Jembatan is a pythonic framework for working with annotations typesystems and features in text and natural language processing.
It borrows heavily from the CAS
and AnalysisEngine
concepts in UIMA,
Slab
and AnalysisFunction
in Chalk and Epic as well as the querying and pipeline conveniences found in uimafit and ClearTk.
The word for bridge in Bahasa Indonesia (aka Indonesian) is jembatan, and was chosen to represent how this library aims to bridge and span the many disparate natural language processing frameworks into common data structures, pipelines and types systems for analysis.
Jembatan is distributed under Apache License, version 2.0
Jembatan aims to make analyses of documents accessible through a data structure known as a Spandex
. This is essentially a contained for putting Annotation spans over texts. Text processing can then be thought of as a series of functions that accept and decorate a spandex with
new annotations.
This example shows how to quickly run Jembatan's SpacyNLP wrapper on a block of text and display some analyses:
import spacy
from jembatan.core.spandex import (JembatanDoc, Span, Spandex)

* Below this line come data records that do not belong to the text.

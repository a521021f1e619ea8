//! Skill extraction from listing text.

/// Technology and skill terms, in output order.
///
/// Matching is a case-insensitive substring test, so very short terms
/// (`C`, `R`, `Go`) are spelled in forms that rarely occur by accident.
pub const SKILL_VOCABULARY: &[&str] = &[
    // Languages
    "Python",
    "Java",
    "JavaScript",
    "TypeScript",
    "C++",
    "C#",
    "Rust",
    "Golang",
    "Ruby",
    "PHP",
    "Swift",
    "Kotlin",
    "Scala",
    "Perl",
    "Haskell",
    "Elixir",
    "Erlang",
    "Clojure",
    "Objective-C",
    "Dart",
    "Lua",
    "MATLAB",
    "Fortran",
    "COBOL",
    "Groovy",
    "F#",
    "Bash",
    "PowerShell",
    "Solidity",
    "Zig",
    // Web
    "HTML",
    "CSS",
    "Sass",
    "React",
    "Angular",
    "Vue",
    "Svelte",
    "Next.js",
    "Node.js",
    "Express",
    "jQuery",
    "Redux",
    "GraphQL",
    "REST",
    "gRPC",
    "WebSocket",
    "Webpack",
    "Tailwind",
    "Bootstrap",
    // Backend frameworks
    "Django",
    "Flask",
    "FastAPI",
    "Spring",
    "Hibernate",
    "Rails",
    "Laravel",
    "Symfony",
    ".NET",
    "ASP.NET",
    "Actix",
    "Tokio",
    "Phoenix",
    // Data stores
    "SQL",
    "PostgreSQL",
    "MySQL",
    "SQLite",
    "Oracle",
    "SQL Server",
    "MongoDB",
    "Redis",
    "Cassandra",
    "DynamoDB",
    "Elasticsearch",
    "Neo4j",
    "Snowflake",
    "BigQuery",
    "Redshift",
    "CouchDB",
    "MariaDB",
    // Data and ML
    "Pandas",
    "NumPy",
    "SciPy",
    "scikit-learn",
    "TensorFlow",
    "PyTorch",
    "Keras",
    "Spark",
    "Hadoop",
    "Kafka",
    "Airflow",
    "dbt",
    "Tableau",
    "Power BI",
    "Machine Learning",
    "Deep Learning",
    "NLP",
    "Computer Vision",
    "LLM",
    "Data Science",
    "ETL",
    // Cloud and infrastructure
    "AWS",
    "Azure",
    "GCP",
    "Google Cloud",
    "Docker",
    "Kubernetes",
    "Terraform",
    "Ansible",
    "Puppet",
    "Chef",
    "Helm",
    "OpenShift",
    "Serverless",
    "Lambda",
    "Linux",
    "Unix",
    "Nginx",
    "Apache",
    "Prometheus",
    "Grafana",
    "Datadog",
    "Splunk",
    "RabbitMQ",
    "Microservices",
    // Tooling and practice
    "Git",
    "GitHub",
    "GitLab",
    "Bitbucket",
    "Jenkins",
    "CircleCI",
    "CI/CD",
    "DevOps",
    "Agile",
    "Scrum",
    "Kanban",
    "Jira",
    "TDD",
    "Unit Testing",
    "Selenium",
    "Cypress",
    "Jest",
    "JUnit",
    "pytest",
    // Mobile
    "iOS",
    "Android",
    "React Native",
    "Flutter",
    "Xamarin",
    // Security and systems
    "OAuth",
    "Cybersecurity",
    "Penetration Testing",
    "Networking",
    "Embedded",
    "RTOS",
    "FPGA",
    "Blockchain",
];

/// Vocabulary terms found in `text`, in vocabulary order, without duplicates.
pub fn scan_skills(text: &str) -> Vec<String> {
    if text.is_empty() {
        return Vec::new();
    }
    let haystack = text.to_lowercase();
    let mut found: Vec<String> = Vec::new();
    for term in SKILL_VOCABULARY {
        if haystack.contains(&term.to_lowercase()) && !found.iter().any(|f| f == term) {
            found.push(term.to_string());
        }
    }
    found
}

/// Split a comma-separated skills field into trimmed, non-empty tokens.
pub fn split_skill_list(text: &str) -> Vec<String> {
    text.split(',')
        .map(str::trim)
        .filter(|s| !s.is_empty())
        .map(str::to_string)
        .collect()
}
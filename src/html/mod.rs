//! HTML node matching and field extraction.

mod extract;
mod matcher;

pub use extract::{
    clean_text, extract_attr, extract_text, extract_url, format_search_url, normalize_url,
};
pub use matcher::{find_cascade, find_first, find_nodes, largest_text_block, NodeSelector};
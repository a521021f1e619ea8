//! jobharvest - job listing acquisition from job-board search pages.
//!
//! Fetches search result pages from configured job boards, finds listing
//! containers with loose tag/selector matching, projects them into
//! [`models::JobRecord`]s (optionally enriched from each listing's detail
//! page), removes duplicates and hands the result to the output sinks.

pub mod cli;
pub mod config;
pub mod dedupe;
pub mod html;
pub mod models;
pub mod output;
pub mod scrapers;
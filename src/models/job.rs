//! Job listing records.
//!
//! A `JobRecord` is built once per matched listing container and only
//! changes afterwards when a detail-page enrichment is merged into it.

use chrono::Local;
use serde::{Deserialize, Serialize};

/// Timestamp format for `scraped_at` (local time, second precision).
pub const SCRAPED_AT_FORMAT: &str = "%Y-%m-%d %H:%M:%S";

/// Number of hex characters kept from the blake3 digest for `job_id`.
const JOB_ID_LEN: usize = 16;

/// A normalized job listing.
#[derive(Debug, Clone, Default, PartialEq, Eq, Serialize, Deserialize)]
pub struct JobRecord {
    /// Stable identifier derived from (site, title, company).
    #[serde(rename = "job_id", default, skip_serializing_if = "Option::is_none")]
    pub id: Option<String>,
    /// Name of the site the listing came from.
    pub site: String,
    /// Listing URL when one was resolved, otherwise the site name.
    pub source: String,
    /// Resolved listing URL.
    #[serde(default, skip_serializing_if = "Option::is_none")]
    pub url: Option<String>,
    pub scraped_at: String,
    #[serde(default)]
    pub title: String,
    #[serde(default)]
    pub company: String,
    #[serde(default)]
    pub location: String,
    #[serde(default)]
    pub description: String,
    #[serde(default)]
    pub skills: Vec<String>,
    #[serde(default, skip_serializing_if = "Option::is_none")]
    pub posted_date: Option<String>,
}

impl JobRecord {
    /// Create an empty record for a site, stamped with the current local time.
    pub fn new(site: &str) -> Self {
        Self {
            site: site.to_string(),
            source: site.to_string(),
            scraped_at: now_local(),
            ..Default::default()
        }
    }

    /// Set the listing URL. Empty URLs are ignored so `source` keeps the site name.
    pub fn set_url(&mut self, url: String) {
        if url.is_empty() {
            return;
        }
        self.source = url.clone();
        self.url = Some(url);
    }

    /// A record without a title is discarded by the driver.
    pub fn is_valid(&self) -> bool {
        !self.title.trim().is_empty()
    }

    /// Recompute `id` from the current site, title and company.
    pub fn assign_id(&mut self) {
        self.id = Some(stable_id(&self.site, &self.title, &self.company));
    }

    /// Deduplication key: lower-cased title and company.
    pub fn fingerprint(&self) -> String {
        format!(
            "{}|{}",
            self.title.to_lowercase(),
            self.company.to_lowercase()
        )
    }

    /// True if any keyword occurs (case-insensitively) in the title or description.
    /// An empty keyword list accepts everything.
    pub fn matches_keywords(&self, keywords: &[String]) -> bool {
        if keywords.is_empty() {
            return true;
        }
        let title = self.title.to_lowercase();
        let description = self.description.to_lowercase();
        keywords.iter().any(|keyword| {
            let keyword = keyword.to_lowercase();
            title.contains(&keyword) || description.contains(&keyword)
        })
    }

    /// Merge fields found on a detail page, overwriting only what was found.
    pub fn merge(&mut self, enrichment: Enrichment) {
        if let Some(company) = enrichment.company.filter(|s| !s.is_empty()) {
            self.company = company;
        }
        if let Some(location) = enrichment.location.filter(|s| !s.is_empty()) {
            self.location = location;
        }
        if let Some(description) = enrichment.description.filter(|s| !s.is_empty()) {
            self.description = description;
        }
        if let Some(skills) = enrichment.skills.filter(|s| !s.is_empty()) {
            self.skills = skills;
        }
    }

    /// Skills joined the way the CSV sink writes them.
    pub fn skills_joined(&self, separator: &str) -> String {
        self.skills.join(separator)
    }
}

/// Fields recovered from a listing's own detail page.
#[derive(Debug, Clone, Default, PartialEq, Eq)]
pub struct Enrichment {
    pub company: Option<String>,
    pub location: Option<String>,
    pub description: Option<String>,
    pub skills: Option<Vec<String>>,
}

impl Enrichment {
    pub fn is_empty(&self) -> bool {
        self.company.is_none()
            && self.location.is_none()
            && self.description.is_none()
            && self.skills.is_none()
    }
}

/// Current local time formatted for `scraped_at`.
pub fn now_local() -> String {
    Local::now().format(SCRAPED_AT_FORMAT).to_string()
}

/// Identifier derived from (site, title, company).
pub fn stable_id(site: &str, title: &str, company: &str) -> String {
    let hash = blake3::hash(format!("{}:{}:{}", site, title, company).as_bytes());
    hash.to_hex()[..JOB_ID_LEN].to_string()
}
//! Record sinks for a finished cycle.
//!
//! Each cycle's records go to timestamped JSON and CSV files, and optionally
//! to a SQLite `jobs` table and a results API. Sinks are independent: a
//! failing sink is logged and the others still run.

mod api;
mod csv;
mod json;
mod sqlite;

pub use self::api::ApiSink;
pub use self::csv::{write_csv, CSV_HEADER};
pub use self::json::write_json;
pub use self::sqlite::write_sqlite;

use std::path::{Path, PathBuf};

use chrono::{DateTime, Local};
use thiserror::Error;
use tracing::{error, info, warn};

use crate::config::Settings;
use crate::models::JobRecord;

#[derive(Debug, Error)]
pub enum OutputError {
    #[error("failed to write {path}: {source}")]
    Io {
        path: PathBuf,
        #[source]
        source: std::io::Error,
    },

    #[error("JSON error: {0}")]
    Json(#[from] serde_json::Error),

    #[error("CSV error: {0}")]
    Csv(#[from] ::csv::Error),

    #[error("SQLite error: {0}")]
    Sqlite(#[from] rusqlite::Error),

    #[error("results API error: {0}")]
    Api(String),

    #[error("sink task failed: {0}")]
    Task(#[from] tokio::task::JoinError),
}

impl From<reqwest::Error> for OutputError {
    fn from(e: reqwest::Error) -> Self {
        OutputError::Api(e.to_string())
    }
}

/// File stem for a cycle finishing at `now`: `jobs_YYYYMMDD_HHMMSS`.
pub fn timestamped_stem(now: DateTime<Local>) -> String {
    format!("jobs_{}", now.format("%Y%m%d_%H%M%S"))
}

fn ensure_dir(dir: &Path) -> Result<(), OutputError> {
    std::fs::create_dir_all(dir).map_err(|source| OutputError::Io {
        path: dir.to_path_buf(),
        source,
    })
}

/// Where a cycle's records end up.
#[derive(Debug, Clone)]
pub struct Sinks {
    output_dir: PathBuf,
    write_json: bool,
    write_csv: bool,
    sqlite_path: Option<PathBuf>,
    api: Option<ApiSink>,
}

impl Sinks {
    pub fn from_settings(settings: &Settings) -> Result<Self, OutputError> {
        let api = match &settings.api_endpoint {
            Some(endpoint) => Some(ApiSink::new(
                endpoint,
                settings.api_token.clone(),
                settings.request_timeout,
            )?),
            None => None,
        };
        Ok(Self {
            output_dir: settings.output_dir.clone(),
            write_json: settings.write_json,
            write_csv: settings.write_csv,
            sqlite_path: settings.sqlite_path.clone(),
            api,
        })
    }

    /// Write `records` to every configured sink. Returns the number of sinks
    /// that failed.
    pub async fn write_all(&self, records: &[JobRecord]) -> usize {
        if records.is_empty() {
            warn!("No jobs to save");
            return 0;
        }

        let stem = timestamped_stem(Local::now());
        let mut failures = 0;

        if self.write_json {
            let path = self.output_dir.join(format!("{}.json", stem));
            failures += report("JSON", &path, write_json(&path, records));
        }
        if self.write_csv {
            let path = self.output_dir.join(format!("{}.csv", stem));
            failures += report("CSV", &path, write_csv(&path, records));
        }
        if let Some(db_path) = &self.sqlite_path {
            let path = db_path.clone();
            let rows = records.to_vec();
            let result = tokio::task::spawn_blocking(move || write_sqlite(&path, &rows))
                .await
                .unwrap_or_else(|e| Err(OutputError::from(e)));
            failures += report("SQLite", db_path, result.map(|_| ()));
        }
        if let Some(api) = &self.api {
            match api.push(records).await {
                Ok(sent) => info!("Pushed {} jobs to {}", sent, api.endpoint()),
                Err(e) => {
                    error!("Results API push to {} failed: {}", api.endpoint(), e);
                    failures += 1;
                }
            }
        }
        failures
    }
}

fn report(sink: &str, path: &Path, result: Result<(), OutputError>) -> usize {
    match result {
        Ok(()) => {
            info!("Saved {} output to {}", sink, path.display());
            0
        }
        Err(e) => {
            error!("{} output to {} failed: {}", sink, path.display(), e);
            1
        }
    }
}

from jembatan.analyzers.spacy import SpacyAnalyzer
from jembatan.typesys.segmentation import Sentence, Token
# creata a JembatanDoc. Initialize default view with content_string
jemdoc = JembatanDoc(content_string="""Education is all a matter of building bridges.
When one burns one's bridges, what a very nice fire it makes""")

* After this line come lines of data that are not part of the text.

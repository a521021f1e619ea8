//! Site table listing.

use console::style;

use crate::config::Settings;
use crate::scrapers::SiteTable;

pub fn cmd_sites(settings: &Settings) -> anyhow::Result<()> {
    let table = SiteTable::load_or_builtin(settings.sites_path.as_deref())?;

    let origin = settings
        .sites_path
        .as_ref()
        .map(|p| p.display().to_string())
        .unwrap_or_else(|| "built-in".to_string());
    println!("\n{} ({})", style("Job Sites").bold(), origin);
    println!("{}", "-".repeat(72));
    println!(
        "{:<16} {:<8} {:<9} {:>5} {:>6}  Notes",
        "Name", "Enabled", "Adapter", "Pages", "Delay"
    );
    println!("{}", "-".repeat(72));

    for site in &table.sites {
        let enabled = if site.enabled {
            style("yes").green()
        } else {
            style("no").dim()
        };
        let mut notes = Vec::new();
        if site.enrichment.is_some() {
            notes.push("details");
        }
        if site.requires_js {
            notes.push("needs JS");
        }
        println!(
            "{:<16} {:<8} {:<9} {:>5} {:>5}s  {}",
            site.name,
            enabled,
            site.adapter.as_str(),
            site.max_pages,
            site.delay_secs,
            notes.join(", ")
        );
    }

    Ok(())
}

# initialize and run Spacy on Spandex
# the SpacyAnalyzer will add annotations for Sentences, Tokens, DependencyParses and more.

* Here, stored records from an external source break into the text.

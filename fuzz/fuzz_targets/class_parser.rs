#![no_main]

use huella::classfile::ClassFile;
use huella::instrument::{Instrumenter, NotifyStrategy};
use libfuzzer_sys::fuzz_target;

fuzz_target!(|data: &[u8]| {
    // Parsing must reject bad input with an error, never a panic
    if let Ok(class) = ClassFile::parse(data) {
        for method in &class.methods {
            let _ = method.code(&class.constant_pool);
        }
        // Rewriting goes through the raw rewrite so a panic is not swallowed
        for strategy in [NotifyStrategy::Direct, NotifyStrategy::CallSite] {
            let _ = Instrumenter::new(strategy).rewrite(class.clone());
        }
    }
});
//! Load filter: which classes get instrumented
//!
//! Names arrive either dotted (`app.Foo`) or in internal form (`app/Foo`),
//! depending on the host. Both compare equal against a dotted prefix.

/// Prefix predicate over class names
#[derive(Debug, Clone, PartialEq, Eq, Default)]
pub struct LoadFilter {
    /// Dotted prefix; empty matches nothing
    prefix: String,
}

impl LoadFilter {
    /// Create a filter; internal-form prefixes are accepted too
    pub fn new(prefix: &str) -> Self {
        Self {
            prefix: prefix.trim().replace('/', "."),
        }
    }

    /// A filter that never matches
    pub fn none() -> Self {
        Self::default()
    }

    pub fn prefix(&self) -> &str {
        &self.prefix
    }

    /// Whether the class named `name` should be routed through the rewriter
    pub fn should_instrument(&self, name: &str) -> bool {
        if self.prefix.is_empty() || name.len() < self.prefix.len() {
            return false;
        }
        name.bytes()
            .zip(self.prefix.bytes())
            .all(|(n, p)| n == p || (n == b'/' && p == b'.'))
    }
}
//! Errors raised while parsing or re-serializing class files

use thiserror::Error;

/// Errors that can occur while reading, rewriting or writing a class file
#[derive(Error, Debug, Clone, PartialEq, Eq)]
pub enum ClassFileError {
    #[error("unexpected end of class data at offset {offset} (needed {needed} more bytes)")]
    UnexpectedEof { offset: usize, needed: usize },

    #[error("bad magic number {0:#010x}")]
    BadMagic(u32),

    #[error("{0} trailing bytes after end of class file")]
    TrailingBytes(usize),

    #[error("invalid constant pool index {0}")]
    BadConstantIndex(u16),

    #[error("unknown constant pool tag {tag} at index {index}")]
    UnknownConstantTag { tag: u8, index: u16 },

    #[error("constant pool entry {index} is not a {expected}")]
    ConstantType { index: u16, expected: &'static str },

    #[error("constant pool entry {0} holds invalid modified UTF-8")]
    BadUtf8(u16),

    #[error("constant pool overflow: more than 65535 slots")]
    ConstantPoolOverflow,

    #[error("unknown opcode {opcode:#04x} at bytecode offset {offset}")]
    UnknownOpcode { opcode: u8, offset: u32 },

    #[error("bytecode position {position} is not an instruction boundary")]
    NotInstructionBoundary { position: i64 },

    #[error("malformed switch at bytecode offset {0}")]
    BadSwitch(u32),

    #[error("unknown stack map frame type {0}")]
    UnknownFrameType(u8),

    #[error("stack map frame at offset {0} is not after the previous frame")]
    FrameOrder(u32),

    #[error("unknown verification type tag {0}")]
    UnknownVerificationType(u8),

    #[error("unknown annotation element tag {0:?}")]
    UnknownElementTag(char),

    #[error("method body of {0} bytes exceeds the 65535 byte limit")]
    CodeTooLarge(usize),

    #[error("branch at offset {offset} cannot reach its target ({delta} bytes away)")]
    BranchOutOfRange { offset: u32, delta: i64 },

    #[error("{what} count {count} does not fit in its length field")]
    TooMany { what: &'static str, count: usize },

    #[error("class already declares member {0}")]
    DuplicateMember(String),
}

/// Result type for class file operations
pub type Result<T> = std::result::Result<T, ClassFileError>;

en_nlp = spacy.load("en_core_web_sm")
spacy_analyzer = SpacyAnalyzer(en_nlp)
spacy_analyzer(jemdoc)
# Query and print annotations from default view
spndx = jemdoc.default_view
for i, sent in enumerate(spndx.select(Sentence)):
print("Sentence {:d}: {}".format(i, spndx.spanned_text(sent)))
for j, tok in enumerate(spndx.select_covered(Token, sent)):
toktext = spndx.spanned_text(tok)
print("\t {:d}\t{}\t{}".format(j, toktext, tok.pos))
Produces the following output:
Sentence 0: Education is all a matter of building bridges.
0 Education NN
1 is VBZ
2 all PDT
3 a DT
4 matter NN
5 of IN
6 building VBG
7 bridges NNS
8 . .
Sentence 1: When one burns one's bridges, what a very nice fire it makes
0 When WRB
1 one PRP
2 burns VBZ
3 one PRP
4 's POS
5 bridges NNS
6 , ,
7 what WDT
8 a DT
9 very RB
10 nice JJ
11 fire NN
12 it PRP
13 makes VBZ
In jembatan, Documents or artifacts are defined using the JembatanDoc
class. This is a top-level container,
which manages metadata (IDs, paths, source, etc) as well as views of the data.
Views are a way to organize around different concerns of the document. For example a given resource may have one view
that contains the raw HTML, another view with the plain text. Or in machine translation, one can imagine some artifact
containing both the input text and the output text as different views. Views are backed by the Spandex
object, which
are defined by a name
, content_string
, content_mime
. Views also provide the mechanism for collecting, indexing and
querying annotations over the view.
A Span
is essentially a tuple with a begin
and end
field which (presumably) define character offsets. Spans
are comparable to allow for indexing and fast retrieval relative to other Spans.
Typically Jembatan pipelines are formed by passing the same JembatanDoc objects to multiple analyzers.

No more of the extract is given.